*** ENTRIES PROVIDED

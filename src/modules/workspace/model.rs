use chrono::{DateTime, Utc};
use serde::{Deserialize, Serialize};
use sqlx::FromRow;
use std::fmt;
use std::str::FromStr;
use uuid::Uuid;

/// Role a user holds inside one workspace.
#[derive(Debug, Clone, Copy, PartialEq, Eq, Hash, Serialize, Deserialize)]
#[serde(rename_all = "lowercase")]
pub enum Role {
    Owner,
    Admin,
    Member,
}

/// Level of access an operation needs.
#[derive(Debug, Clone, Copy, PartialEq, Eq)]
pub enum Access {
    Read,
    Write,
    Own,
}

impl Role {
    pub fn as_str(&self) -> &'static str {
        match self {
            Self::Owner => "owner",
            Self::Admin => "admin",
            Self::Member => "member",
        }
    }

    pub fn permits(&self, access: Access) -> bool {
        match access {
            Access::Read => true,
            Access::Write => matches!(self, Self::Owner | Self::Admin),
            Access::Own => matches!(self, Self::Owner),
        }
    }
}

impl fmt::Display for Role {
    fn fmt(&self, f: &mut fmt::Formatter<'_>) -> fmt::Result {
        f.write_str(self.as_str())
    }
}

impl FromStr for Role {
    type Err = String;

    fn from_str(s: &str) -> Result<Self, Self::Err> {
        match s {
            "owner" => Ok(Self::Owner),
            "admin" => Ok(Self::Admin),
            "member" => Ok(Self::Member),
            other => Err(format!("unknown role '{other}'")),
        }
    }
}

#[derive(Debug, Clone, PartialEq, FromRow)]
pub struct Workspace {
    pub id: Uuid,
    pub name: String,
    pub description: String,
    pub owner_id: Uuid,
    pub created_at: DateTime<Utc>,
    pub updated_at: DateTime<Utc>,
}

/// A member of a workspace joined with their public profile.
#[derive(Debug, Clone)]
pub struct Member {
    pub user_id: Uuid,
    pub name: String,
    pub email: String,
    pub role: Role,
    pub joined_at: DateTime<Utc>,
}

#[derive(Debug, Clone, Default)]
pub struct WorkspacePatch {
    pub name: Option<String>,
    pub description: Option<String>,
}

impl WorkspacePatch {
    pub fn apply(&self, mut workspace: Workspace) -> Workspace {
        if let Some(name) = &self.name {
            workspace.name = name.clone();
        }
        if let Some(description) = &self.description {
            workspace.description = description.clone();
        }
        workspace
    }
}
use axum::{
    extract::{Path, State},
    http::StatusCode,
    Json,
};
use std::sync::Arc;
use uuid::Uuid;

use crate::modules::auth::{
    interface::AuthError,
    middleware::AuthUser,
    schema::{
        AccessResponse, LoginRequest, LoginResponse, RefreshTokenRequest, RegisterRequest,
        ResendVerificationRequest, UpdateProfileRequest, UserEnvelope, UserResponse,
        VerifyRequest,
    },
};
use crate::modules::shared::{MessageResponse, ValidatedJson};
use crate::AppState;

pub async fn register(
    State(state): State<Arc<AppState>>,
    ValidatedJson(req): ValidatedJson<RegisterRequest>,
) -> Result<(StatusCode, Json<UserEnvelope>), AuthError> {
    let user = state
        .identity
        .register(req.name.trim(), &req.email, &req.password)
        .await?;

    Ok((
        StatusCode::CREATED,
        Json(UserEnvelope { user: user.into() }),
    ))
}

pub async fn verify(
    State(state): State<Arc<AppState>>,
    ValidatedJson(req): ValidatedJson<VerifyRequest>,
) -> Result<Json<UserEnvelope>, AuthError> {
    let user = state.identity.verify(&req.email, &req.code).await?;
    Ok(Json(UserEnvelope { user: user.into() }))
}

pub async fn request_verification(
    State(state): State<Arc<AppState>>,
    ValidatedJson(req): ValidatedJson<ResendVerificationRequest>,
) -> Result<(StatusCode, Json<MessageResponse>), AuthError> {
    state.identity.resend_verification(&req.email).await?;

    Ok((
        StatusCode::ACCEPTED,
        Json(MessageResponse::new(format!(
            "a new verification code has been sent to '{}'",
            req.email
        ))),
    ))
}

pub async fn login(
    State(state): State<Arc<AppState>>,
    ValidatedJson(req): ValidatedJson<LoginRequest>,
) -> Result<Json<LoginResponse>, AuthError> {
    let session = state.identity.login(&req.email, &req.password).await?;
    Ok(Json(session.into()))
}

pub async fn access(
    State(state): State<Arc<AppState>>,
    ValidatedJson(req): ValidatedJson<RefreshTokenRequest>,
) -> Result<Json<AccessResponse>, AuthError> {
    let access = state.identity.refresh_session(&req.refresh_token).await?;
    Ok(Json(access.into()))
}

pub async fn logout(
    State(state): State<Arc<AppState>>,
    ValidatedJson(req): ValidatedJson<RefreshTokenRequest>,
) -> Result<Json<MessageResponse>, AuthError> {
    state.identity.logout(&req.refresh_token).await?;
    Ok(Json(MessageResponse::new("logged out")))
}

// =============================================================================
// USERS (protected)
// =============================================================================

pub async fn get_user(
    State(state): State<Arc<AppState>>,
    Path(id): Path<Uuid>,
) -> Result<Json<UserResponse>, AuthError> {
    let user = state.identity.fetch_user(id).await?;
    Ok(Json(user.into()))
}

pub async fn update_profile(
    State(state): State<Arc<AppState>>,
    auth: AuthUser,
    ValidatedJson(req): ValidatedJson<UpdateProfileRequest>,
) -> Result<Json<UserResponse>, AuthError> {
    let user = state
        .identity
        .update_profile(auth.user_id, req.into())
        .await?;
    Ok(Json(user.into()))
}

pub async fn delete_user(
    State(state): State<Arc<AppState>>,
    auth: AuthUser,
    Path(id): Path<Uuid>,
) -> Result<Json<MessageResponse>, AuthError> {
    state.identity.delete_user(auth.user_id, id).await?;
    Ok(Json(MessageResponse::new("user successfully deleted")))
}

******

● **WHAT IS NEEDED**
Keeping every word in place, restate the entries above.

● **TASK RESULT**
filename src/modules/workspace/model.rs
use chrono::{DateTime, Utc};
use serde::{Deserialize, Serialize};
use sqlx::FromRow;
use std::fmt;
use std::str::FromStr;
use uuid::Uuid;

/// Role a user holds inside one workspace.
#[derive(Debug, Clone, Copy, PartialEq, Eq, Hash, Serialize, Deserialize)]
#[serde(rename_all = "lowercase")]
pub enum Role {
    Owner,
    Admin,
    Member,
}

/// Level of access an operation needs.
#[derive(Debug, Clone, Copy, PartialEq, Eq)]
pub enum Access {
    Read,
    Write,
    Own,
}

impl Role {
    pub fn as_str(&self) -> &'static str {
        match self {
            Self::Owner => "owner",
            Self::Admin => "admin",
            Self::Member => "member",
        }
    }

    pub fn permits(&self, access: Access) -> bool {
        match access {
            Access::Read => true,
            Access::Write => matches!(self, Self::Owner | Self::Admin),
            Access::Own => matches!(self, Self::Owner),
        }
    }
}

impl fmt::Display for Role {
    fn fmt(&self, f: &mut fmt::Formatter<'_>) -> fmt::Result {
        f.write_str(self.as_str())
    }
}

impl FromStr for Role {
    type Err = String;

    fn from_str(s: &str) -> Result<Self, Self::Err> {
        match s {
            "owner" => Ok(Self::Owner),
            "admin" => Ok(Self::Admin),
            "member" => Ok(Self::Member),
            other => Err(format!("unknown role '{other}'")),
        }
    }
}

#[derive(Debug, Clone, PartialEq, FromRow)]
pub struct Workspace {
    pub id: Uuid,
    pub name: String,
    pub description: String,
    pub owner_id: Uuid,
    pub created_at: DateTime<Utc>,
    pub updated_at: DateTime<Utc>,
}

/// A member of a workspace joined with their public profile.
#[derive(Debug, Clone)]
pub struct Member {
    pub user_id: Uuid,
    pub name: String,
    pub email: String,
    pub role: Role,
    pub joined_at: DateTime<Utc>,
}

#[derive(Debug, Clone, Default)]
pub struct WorkspacePatch {
    pub name: Option<String>,
    pub description: Option<String>,
}

impl WorkspacePatch {
    pub fn apply(&self, mut workspace: Workspace) -> Workspace {
        if let Some(name) = &self.name {
            workspace.name = name.clone();
        }
        if let Some(description) = &self.description {
            workspace.description = description.clone();
        }
        workspace
    }
}
use axum::{
    extract::{Path, State},
    http::StatusCode,
    Json,
};
use std::sync::Arc;
use uuid::Uuid;

use crate::modules::auth::{
    interface::AuthError,
    middleware::AuthUser,
    schema::{
        AccessResponse, LoginRequest, LoginResponse, RefreshTokenRequest, RegisterRequest,
        ResendVerificationRequest, UpdateProfileRequest, UserEnvelope, UserResponse,
        VerifyRequest,
    },
};
use crate::modules::shared::{MessageResponse, ValidatedJson};
use crate::AppState;

pub async fn register(
    State(state): State<Arc<AppState>>,
    ValidatedJson(req): ValidatedJson<RegisterRequest>,
) -> Result<(StatusCode, Json<UserEnvelope>), AuthError> {
    let user = state
        .identity
        .register(req.name.trim(), &req.email, &req.password)
        .await?;

    Ok((
        StatusCode::CREATED,
        Json(UserEnvelope { user: user.into() }),
    ))
}

pub async fn verify(
    State(state): State<Arc<AppState>>,
    ValidatedJson(req): ValidatedJson<VerifyRequest>,
) -> Result<Json<UserEnvelope>, AuthError> {
    let user = state.identity.verify(&req.email, &req.code).await?;
    Ok(Json(UserEnvelope { user: user.into() }))
}

pub async fn request_verification(
    State(state): State<Arc<AppState>>,
    ValidatedJson(req): ValidatedJson<ResendVerificationRequest>,
) -> Result<(StatusCode, Json<MessageResponse>), AuthError> {
    state.identity.resend_verification(&req.email).await?;

    Ok((
        StatusCode::ACCEPTED,
        Json(MessageResponse::new(format!(
            "a new verification code has been sent to '{}'",
            req.email
        ))),
    ))
}

pub async fn login(
    State(state): State<Arc<AppState>>,
    ValidatedJson(req): ValidatedJson<LoginRequest>,
) -> Result<Json<LoginResponse>, AuthError> {
    let session = state.identity.login(&req.email, &req.password).await?;
    Ok(Json(session.into()))
}

pub async fn access(
    State(state): State<Arc<AppState>>,
    ValidatedJson(req): ValidatedJson<RefreshTokenRequest>,
) -> Result<Json<AccessResponse>, AuthError> {
    let access = state.identity.refresh_session(&req.refresh_token).await?;
    Ok(Json(access.into()))
}

pub async fn logout(
    State(state): State<Arc<AppState>>,
    ValidatedJson(req): ValidatedJson<RefreshTokenRequest>,
) -> Result<Json<MessageResponse>, AuthError> {
    state.identity.logout(&req.refresh_token).await?;
    Ok(Json(MessageResponse::new("logged out")))
}

// =============================================================================
// USERS (protected)
// =============================================================================

pub async fn get_user(
    State(state): State<Arc<AppState>>,
    Path(id): Path<Uuid>,
) -> Result<Json<UserResponse>, AuthError> {
    let user = state.identity.fetch_user(id).await?;
    Ok(Json(user.into()))
}

pub async fn update_profile(
    State(state): State<Arc<AppState>>,
    auth: AuthUser,
    ValidatedJson(req): ValidatedJson<UpdateProfileRequest>,
) -> Result<Json<UserResponse>, AuthError> {
    let user = state
        .identity
        .update_profile(auth.user_id, req.into())
        .await?;
    Ok(Json(user.into()))
}

pub async fn delete_user(
    State(state): State<Arc<AppState>>,
    auth: AuthUser,
    Path(id): Path<Uuid>,
) -> Result<Json<MessageResponse>, AuthError> {
    state.identity.delete_user(auth.user_id, id).await?;
    Ok(Json(MessageResponse::new("user successfully deleted")))
}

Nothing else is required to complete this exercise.